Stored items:
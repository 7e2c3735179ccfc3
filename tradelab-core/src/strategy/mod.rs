//! Strategy evaluators — five closed-dispatch rule sets.
//!
//! Each variant is a pure function `(bars, index, indicator set, current
//! position) -> Option<Signal>`. Dispatch is a closed enum rather than
//! trait objects: the strategy catalog is fixed, every evaluator is
//! independently testable, and no shared mutable base state exists.
//!
//! Evaluators never act before their indicators are defined (NaN values
//! produce no signal), which enforces the warm-up contract.

pub mod bollinger;
pub mod macd;
pub mod rsi;
pub mod sma_crossover;
pub mod vwap_ma_volume;

use serde::{Deserialize, Serialize};

use crate::domain::{Bar, Position};
use crate::indicators::{Bollinger, Indicator, Macd, Rsi, Sma, VolumeSma, Vwap};

/// Signal emitted by a strategy evaluator for one bar.
///
/// Absence of a signal is `None` at the `Option` level.
#[derive(Debug, Clone, Copy, PartialEq, Eq)]
pub enum Signal {
    EnterLong,
    EnterShort,
    Exit,
}

/// Per-strategy configuration. Defaults match the shipped catalog.
#[derive(Debug, Clone, PartialEq, Serialize, Deserialize)]
#[serde(tag = "strategy", rename_all = "snake_case")]
pub enum StrategyParams {
    VwapMaVolume {
        vwap_period: usize,
        ma_period: usize,
        volume_period: usize,
        volume_mult: f64,
    },
    SmaCrossover {
        fast_period: usize,
        slow_period: usize,
    },
    Rsi {
        period: usize,
        oversold: f64,
        overbought: f64,
    },
    Macd {
        fast_period: usize,
        slow_period: usize,
        signal_period: usize,
    },
    BollingerBands {
        period: usize,
        std_dev_mult: f64,
    },
}

/// Indicator columns precomputed for the active strategy, one value per bar.
#[derive(Debug, Clone)]
pub enum IndicatorSet {
    VwapMaVolume {
        vwap: Vec<f64>,
        ma: Vec<f64>,
        volume_avg: Vec<f64>,
    },
    SmaCrossover {
        fast: Vec<f64>,
        slow: Vec<f64>,
    },
    Rsi {
        rsi: Vec<f64>,
    },
    Macd {
        macd: Vec<f64>,
        signal: Vec<f64>,
    },
    Bollinger {
        upper: Vec<f64>,
        middle: Vec<f64>,
        lower: Vec<f64>,
    },
}

impl StrategyParams {
    pub fn vwap_ma_volume() -> Self {
        StrategyParams::VwapMaVolume {
            vwap_period: 14,
            ma_period: 200,
            volume_period: 20,
            volume_mult: 1.5,
        }
    }

    pub fn sma_crossover() -> Self {
        StrategyParams::SmaCrossover {
            fast_period: 10,
            slow_period: 50,
        }
    }

    pub fn rsi() -> Self {
        StrategyParams::Rsi {
            period: 14,
            oversold: 30.0,
            overbought: 70.0,
        }
    }

    pub fn macd() -> Self {
        StrategyParams::Macd {
            fast_period: 12,
            slow_period: 26,
            signal_period: 9,
        }
    }

    pub fn bollinger_bands() -> Self {
        StrategyParams::BollingerBands {
            period: 20,
            std_dev_mult: 2.0,
        }
    }

    pub fn name(&self) -> &'static str {
        match self {
            StrategyParams::VwapMaVolume { .. } => "vwap_ma_volume",
            StrategyParams::SmaCrossover { .. } => "sma_crossover",
            StrategyParams::Rsi { .. } => "rsi",
            StrategyParams::Macd { .. } => "macd",
            StrategyParams::BollingerBands { .. } => "bollinger_bands",
        }
    }

    /// Number of leading bars before the strategy can emit any signal.
    ///
    /// Crossover-style strategies need one extra bar beyond the indicator
    /// lookback for the previous-bar comparison.
    pub fn warmup_bars(&self) -> usize {
        match *self {
            StrategyParams::VwapMaVolume {
                vwap_period,
                ma_period,
                volume_period,
                ..
            } => Vwap::new(vwap_period)
                .lookback()
                .max(Sma::new(ma_period).lookback())
                .max(VolumeSma::new(volume_period).lookback()),
            StrategyParams::SmaCrossover {
                fast_period,
                slow_period,
            } => Sma::new(fast_period)
                .lookback()
                .max(Sma::new(slow_period).lookback())
                + 1,
            StrategyParams::Rsi { period, .. } => Rsi::new(period).lookback() + 1,
            StrategyParams::Macd {
                fast_period,
                slow_period,
                signal_period,
            } => Macd::new(fast_period, slow_period, signal_period).lookback() + 1,
            StrategyParams::BollingerBands { period, .. } => {
                Bollinger::middle(period, 1.0).lookback() + 1
            }
        }
    }

    /// Precompute every indicator column this strategy needs — one forward
    /// pass per column, O(n) total.
    pub fn compute_indicators(&self, bars: &[Bar]) -> IndicatorSet {
        match *self {
            StrategyParams::VwapMaVolume {
                vwap_period,
                ma_period,
                volume_period,
                ..
            } => IndicatorSet::VwapMaVolume {
                vwap: Vwap::new(vwap_period).compute(bars),
                ma: Sma::new(ma_period).compute(bars),
                volume_avg: VolumeSma::new(volume_period).compute(bars),
            },
            StrategyParams::SmaCrossover {
                fast_period,
                slow_period,
            } => IndicatorSet::SmaCrossover {
                fast: Sma::new(fast_period).compute(bars),
                slow: Sma::new(slow_period).compute(bars),
            },
            StrategyParams::Rsi { period, .. } => IndicatorSet::Rsi {
                rsi: Rsi::new(period).compute(bars),
            },
            StrategyParams::Macd {
                fast_period,
                slow_period,
                signal_period,
            } => {
                let (macd, signal) =
                    Macd::new(fast_period, slow_period, signal_period).compute_lines(bars);
                IndicatorSet::Macd { macd, signal }
            }
            StrategyParams::BollingerBands {
                period,
                std_dev_mult,
            } => IndicatorSet::Bollinger {
                upper: Bollinger::upper(period, std_dev_mult).compute(bars),
                middle: Bollinger::middle(period, std_dev_mult).compute(bars),
                lower: Bollinger::lower(period, std_dev_mult).compute(bars),
            },
        }
    }

    /// Evaluate the strategy at bar `i`.
    ///
    /// `indicators` must have been produced by `compute_indicators` on the
    /// same bars; a mismatched set yields no signal.
    pub fn evaluate(
        &self,
        bars: &[Bar],
        i: usize,
        indicators: &IndicatorSet,
        position: Option<&Position>,
    ) -> Option<Signal> {
        match (self, indicators) {
            (
                StrategyParams::VwapMaVolume { volume_mult, .. },
                IndicatorSet::VwapMaVolume {
                    vwap,
                    ma,
                    volume_avg,
                },
            ) => vwap_ma_volume::evaluate(bars, i, vwap, ma, volume_avg, *volume_mult, position),
            (StrategyParams::SmaCrossover { .. }, IndicatorSet::SmaCrossover { fast, slow }) => {
                sma_crossover::evaluate(i, fast, slow, position)
            }
            (
                StrategyParams::Rsi {
                    oversold,
                    overbought,
                    ..
                },
                IndicatorSet::Rsi { rsi },
            ) => rsi::evaluate(i, rsi, *oversold, *overbought, position),
            (StrategyParams::Macd { .. }, IndicatorSet::Macd { macd, signal }) => {
                macd::evaluate(i, macd, signal, position)
            }
            (
                StrategyParams::BollingerBands { .. },
                IndicatorSet::Bollinger {
                    upper,
                    middle,
                    lower,
                },
            ) => bollinger::evaluate(bars, i, upper, middle, lower, position),
            _ => {
                debug_assert!(false, "indicator set does not match strategy");
                None
            }
        }
    }
}

/// True when series `a` crossed above series `b` between bars `i-1` and `i`.
///
/// NaN on either bar (warm-up) means no crossing.
pub(crate) fn crossed_above(a: &[f64], b: &[f64], i: usize) -> bool {
    if i == 0 {
        return false;
    }
    let (pa, pb, ca, cb) = (a[i - 1], b[i - 1], a[i], b[i]);
    if pa.is_nan() || pb.is_nan() || ca.is_nan() || cb.is_nan() {
        return false;
    }
    pa <= pb && ca > cb
}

DESCRIPTION OF THE TASK:
Scan the lines above for the word "Clone" and copy every one where it occurs.

TASK ANSWER:
#[derive(Debug, Clone, Copy, PartialEq, Eq)]
#[derive(Debug, Clone, PartialEq, Serialize, Deserialize)]
#[derive(Debug, Clone)]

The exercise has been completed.